Tuesday April 9th, 2013   •   Posted by Craig Eyermann at 10:22pm PDT   •  

The timing couldn’t be any better to ask the question, especially since it follows Burt Abrams’ takedown of Paul Krugman’s “we only owe the national debt to ourselves so it doesn’t matter” argument and the official release of President Obama’s “mind-blowing” budget proposal tomorrow, but here is the answer at least through the end of the federal government’s 2012 fiscal year, depicted graphically:

FY2012-To-Whom-Does-the-US-Government-Owe-Money-final-version

It turns out that we don’t actually owe at least 34% of the national debt to ourselves, so that would seem to be a major hole in the Nobel Prize winner’s thinking.

More details here, including a neat discussion of the Federal Reserve’s role in lending roughly half of the money the U.S. federal government has borrowed during the last four years, but here’s the bottom line for how the national debt has grown nearly up to the present:

Through 29 March 2013, the halfway point of the U.S. government’s 2013 fiscal year, the total public debt outstanding of the United States has grown to $16.771 trillion – an increase of more than $744 billion in just six months time.
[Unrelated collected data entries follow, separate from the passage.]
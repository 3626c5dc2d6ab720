//! Similarity results.

use serde::{Deserialize, Serialize};

/// Square matrix of pairwise scores, row `i` column `j` for members `i` and `j`.
pub type SimilarityMatrix = Vec<Vec<f64>>;

/// A batch member scored against a query.
#[derive(Debug, Clone, Copy, PartialEq, Serialize, Deserialize)]
pub struct SimilarityMatch {
    /// Position of the member in the batch.
    pub index: usize,
    /// Cosine similarity to the query (higher = more similar).
    pub similarity: f64,
}

impl SimilarityMatch {
    pub fn new(index: usize, similarity: f64) -> Self {
        Self { index, similarity }
    }
}

/// Order `matches` best first. Stable, so equal scores keep batch order.
pub(crate) fn rank(matches: &mut [SimilarityMatch]) {
    matches.sort_by(|a, b| b.similarity.total_cmp(&a.similarity));
}
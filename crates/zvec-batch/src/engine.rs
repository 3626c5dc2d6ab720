//! Batch analytics over [`BatchVector`]s.
//!
//! Element-wise reductions (sum, mean, standard deviation) accumulate in `f64`
//! and walk the batch sequentially in member order. Per-member work (scoring,
//! normalization, matrix rows) fans out over rayon once a batch reaches
//! [`BatchConfig::parallel_threshold`]. Each output element is computed by one
//! thread from the same inputs in the same order, so results are bit-identical
//! with or without parallelism and with or without a scratch pool.

use crate::config::BatchConfig;
use crate::similarity::{rank, SimilarityMatch, SimilarityMatrix};
use rayon::prelude::*;
use std::sync::Arc;
use zvec_observe::{obs_gauge, obs_timed, BatchEvt, Meter, NoopMeter, VizEvent};
use zvec_vector::distance::{cosine_similarity, inner_product};
use zvec_vector::{
    BatchVector, DenseVector, Result, ScratchBuffer, ScratchPool, SparseVector, VectorError,
    VectorModel,
};

/// Stateless batch operations, configured once.
///
/// # Example
///
/// ```
/// use zvec_batch::BatchEngine;
/// use zvec_vector::BatchVector;
///
/// let engine = BatchEngine::default();
/// let batch = BatchVector::from_rows(vec![vec![1.0, 1.0, 1.0], vec![3.0, 3.0, 3.0]]).unwrap();
///
/// assert_eq!(engine.mean(&batch).unwrap().as_slice(), &[2.0, 2.0, 2.0]);
/// assert_eq!(engine.standard_deviation(&batch).unwrap().as_slice(), &[1.0, 1.0, 1.0]);
/// ```
pub struct BatchEngine {
    config: BatchConfig,
    pool: Option<Arc<ScratchPool>>,
    meter: Arc<dyn Meter>,
}

impl BatchEngine {
    pub fn new(config: BatchConfig) -> Result<Self> {
        config.validate()?;
        Ok(Self {
            config,
            pool: None,
            meter: Arc::new(NoopMeter),
        })
    }

    /// Reuse accumulator buffers from `pool`.
    pub fn with_pool(mut self, pool: Arc<ScratchPool>) -> Self {
        self.pool = Some(pool);
        self
    }

    pub fn with_meter(mut self, meter: Arc<dyn Meter>) -> Self {
        self.meter = meter;
        self
    }

    pub fn config(&self) -> &BatchConfig {
        &self.config
    }

    pub fn pool(&self) -> Option<&Arc<ScratchPool>> {
        self.pool.as_ref()
    }

    /// Element-wise sum of all members.
    pub fn sum(&self, batch: &BatchVector) -> Result<DenseVector> {
        self.observe("sum", batch, false);
        let acc = self.accumulate(batch);
        DenseVector::new(acc.iter().map(|&s| s as f32).collect())
    }

    /// Element-wise arithmetic mean.
    pub fn mean(&self, batch: &BatchVector) -> Result<DenseVector> {
        self.observe("mean", batch, false);
        let mean = self.mean_f64(batch);
        DenseVector::new(mean.iter().map(|&m| m as f32).collect())
    }

    /// Element-wise population standard deviation (divides by the batch size).
    pub fn standard_deviation(&self, batch: &BatchVector) -> Result<DenseVector> {
        self.observe("standard_deviation", batch, false);
        let n = batch.len() as f64;
        let mean = self.mean_f64(batch);

        let mut squares = self.scratch(batch.vector_dimensions());
        for member in batch {
            for ((acc, &m), &x) in squares.iter_mut().zip(mean.iter()).zip(member.iter()) {
                let d = x as f64 - m;
                *acc += d * d;
            }
        }

        DenseVector::new(squares.iter().map(|&s| (s / n).sqrt() as f32).collect())
    }

    /// L2-normalize every member. Zero-norm members are kept as they are.
    pub fn normalize(&self, batch: &BatchVector) -> Result<BatchVector> {
        let parallel = self.is_parallel(batch.len());
        self.observe("normalize", batch, parallel);

        let members = self
            .map_members(batch, |_, v| {
                if v.is_zero() {
                    Ok(v.clone())
                } else {
                    v.normalize()
                }
            })
            .into_iter()
            .collect::<Result<Vec<_>>>()?;
        BatchVector::new(members)
    }

    /// `n × n` matrix of dot products between members.
    pub fn pairwise_dot_products(&self, batch: &BatchVector) -> SimilarityMatrix {
        let parallel = self.is_parallel(batch.len());
        self.observe("pairwise_dot_products", batch, parallel);

        obs_timed!(self.meter, "zvec_batch_pairwise_ms", &[("op", "dot")], {
            self.map_members(batch, |_, a| {
                batch
                    .iter()
                    .map(|b| inner_product(a.as_slice(), b.as_slice()) as f64)
                    .collect::<Vec<f64>>()
            })
        })
    }

    /// `n × n` matrix of cosine similarities between members.
    ///
    /// The diagonal is exactly 1.0. Off-diagonal entries involving a
    /// zero-norm member or a NaN component are 0.0.
    pub fn pairwise_cosine_similarities(&self, batch: &BatchVector) -> SimilarityMatrix {
        let parallel = self.is_parallel(batch.len());
        self.observe("pairwise_cosine_similarities", batch, parallel);

        obs_timed!(self.meter, "zvec_batch_pairwise_ms", &[("op", "cosine")], {
            self.map_members(batch, |i, a| {
                batch
                    .iter()
                    .enumerate()
                    .map(|(j, b)| {
                        if i == j {
                            1.0
                        } else {
                            cosine_score(a, b)
                        }
                    })
                    .collect::<Vec<f64>>()
            })
        })
    }

    /// The `k` members most cosine-similar to `query`, best first.
    ///
    /// Equal scores keep batch order. `k == 0` yields nothing and `k` larger
    /// than the batch yields every member. Members with zero norm or a NaN
    /// component score 0.0, so they never outrank a real match.
    ///
    /// # Errors
    ///
    /// - `DimensionMismatch` if `query` does not match the batch
    /// - `DegenerateVector` if `query` has zero norm
    pub fn find_most_similar(
        &self,
        batch: &BatchVector,
        query: &DenseVector,
        k: usize,
    ) -> Result<Vec<SimilarityMatch>> {
        if query.dimensions() != batch.vector_dimensions() {
            return Err(VectorError::DimensionMismatch {
                op: "find_most_similar",
                expected: batch.vector_dimensions(),
                actual: query.dimensions(),
            });
        }
        if query.is_zero() {
            return Err(VectorError::DegenerateVector {
                op: "find_most_similar",
            });
        }
        if k == 0 {
            return Ok(Vec::new());
        }

        let parallel = self.is_parallel(batch.len());
        self.observe("find_most_similar", batch, parallel);

        let mut matches = self.map_members(batch, |i, v| {
            SimilarityMatch::new(i, cosine_score(query, v))
        });
        rank(&mut matches);
        matches.truncate(k);
        Ok(matches)
    }

    /// Consecutive batches of at most `chunk_size` members; the last may be shorter.
    pub fn split(&self, batch: &BatchVector, chunk_size: usize) -> Result<Vec<BatchVector>> {
        if chunk_size == 0 {
            return Err(VectorError::InvalidArgument(
                "split chunk_size must be > 0".into(),
            ));
        }
        self.observe("split", batch, false);

        batch
            .vectors()
            .chunks(chunk_size)
            .map(|chunk| BatchVector::new(chunk.to_vec()))
            .collect()
    }

    /// Members of `a` followed by members of `b`.
    pub fn concat(&self, a: &BatchVector, b: &BatchVector) -> Result<BatchVector> {
        if a.vector_dimensions() != b.vector_dimensions() {
            return Err(VectorError::DimensionMismatch {
                op: "concat",
                expected: a.vector_dimensions(),
                actual: b.vector_dimensions(),
            });
        }
        self.observe("concat", a, false);

        let mut members = Vec::with_capacity(a.len() + b.len());
        members.extend_from_slice(a.vectors());
        members.extend_from_slice(b.vectors());
        BatchVector::new(members)
    }

    /// Materialize sparse vectors into a dense batch of `dimensions` columns.
    ///
    /// # Errors
    ///
    /// - `EmptyBatch` for an empty input
    /// - `IndexOutOfRange` if a stored index does not fit `dimensions`
    pub fn sparse_to_dense_batch(
        &self,
        vectors: &[SparseVector],
        dimensions: usize,
    ) -> Result<BatchVector> {
        if vectors.is_empty() {
            return Err(VectorError::EmptyBatch {
                op: "sparse_to_dense_batch",
            });
        }
        tracing::debug!(
            op = "sparse_to_dense_batch",
            batch_size = vectors.len(),
            dimensions,
            "batch op"
        );

        let members = vectors
            .iter()
            .map(|s| s.to_dense(dimensions))
            .collect::<Result<Vec<_>>>()?;
        BatchVector::new(members)
    }

    /// Euclidean distance of each member to the batch mean.
    pub fn centroid_distances(&self, batch: &BatchVector) -> Vec<f64> {
        let parallel = self.is_parallel(batch.len());
        self.observe("centroid_distances", batch, parallel);

        let mean = self.mean_f64(batch);
        let centroid: &[f64] = &mean;
        self.map_members(batch, |_, v| {
            v.iter()
                .zip(centroid)
                .map(|(&x, &m)| {
                    let d = x as f64 - m;
                    d * d
                })
                .sum::<f64>()
                .sqrt()
        })
    }

    fn is_parallel(&self, len: usize) -> bool {
        len >= self.config.parallel_threshold
    }

    fn scratch(&self, len: usize) -> ScratchBuffer<'_> {
        ScratchBuffer::acquire(self.pool.as_deref(), len)
    }

    /// Per-member sums, in batch order.
    fn accumulate(&self, batch: &BatchVector) -> ScratchBuffer<'_> {
        let mut acc = self.scratch(batch.vector_dimensions());
        for member in batch {
            for (a, &x) in acc.iter_mut().zip(member.iter()) {
                *a += x as f64;
            }
        }
        acc
    }

    fn mean_f64(&self, batch: &BatchVector) -> ScratchBuffer<'_> {
        let n = batch.len() as f64;
        let mut acc = self.accumulate(batch);
        for a in acc.iter_mut() {
            *a /= n;
        }
        acc
    }

    /// Apply `f` to every `(index, member)`, in parallel for large batches.
    /// Output order always matches batch order.
    fn map_members<T, F>(&self, batch: &BatchVector, f: F) -> Vec<T>
    where
        T: Send,
        F: Fn(usize, &DenseVector) -> T + Send + Sync,
    {
        if self.is_parallel(batch.len()) {
            batch
                .vectors()
                .par_iter()
                .enumerate()
                .map(|(i, v)| f(i, v))
                .collect()
        } else {
            batch.iter().enumerate().map(|(i, v)| f(i, v)).collect()
        }
    }

    fn observe(&self, op: &'static str, batch: &BatchVector, parallel: bool) {
        tracing::debug!(
            op,
            batch_size = batch.len(),
            dimensions = batch.vector_dimensions(),
            parallel,
            "batch op"
        );
        self.meter.emit(VizEvent::Batch(BatchEvt {
            op,
            batch_size: batch.len(),
            dimensions: batch.vector_dimensions(),
            parallel,
        }));
        if let Some(pool) = &self.pool {
            obs_gauge!(self.meter, "zvec_scratch_pool_idle", &[], pool.idle());
        }
    }
}

/// Cosine similarity, or 0.0 when it is undefined or NaN.
fn cosine_score(a: &DenseVector, b: &DenseVector) -> f64 {
    match cosine_similarity(a.as_slice(), b.as_slice()) {
        Some(s) if !s.is_nan() => s,
        _ => 0.0,
    }
}

impl Default for BatchEngine {
    fn default() -> Self {
        Self {
            config: BatchConfig::default(),
            pool: None,
            meter: Arc::new(NoopMeter),
        }
    }
}

impl std::fmt::Debug for BatchEngine {
    fn fmt(&self, f: &mut std::fmt::Formatter<'_>) -> std::fmt::Result {
        f.debug_struct("BatchEngine")
            .field("config", &self.config)
            .field("pool", &self.pool)
            .finish_non_exhaustive()
    }
}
Meanwhile, on 3 April 2013, President Obama pledged to donate an amount equal to 5% of his $33,333 per month salary as President of the United States of America to the U.S. Treasury, which only accepts such voluntary payments to “help reduce the public debt”. Nearly a year earlier, on 10 April 2012, the White House’s official spokesman Jay Carney described such a gesture as a “gimmick” when proposed by opponents of the President’s ongoing calls for higher taxes, which the President later succeeded in obtaining on 3 January 2013.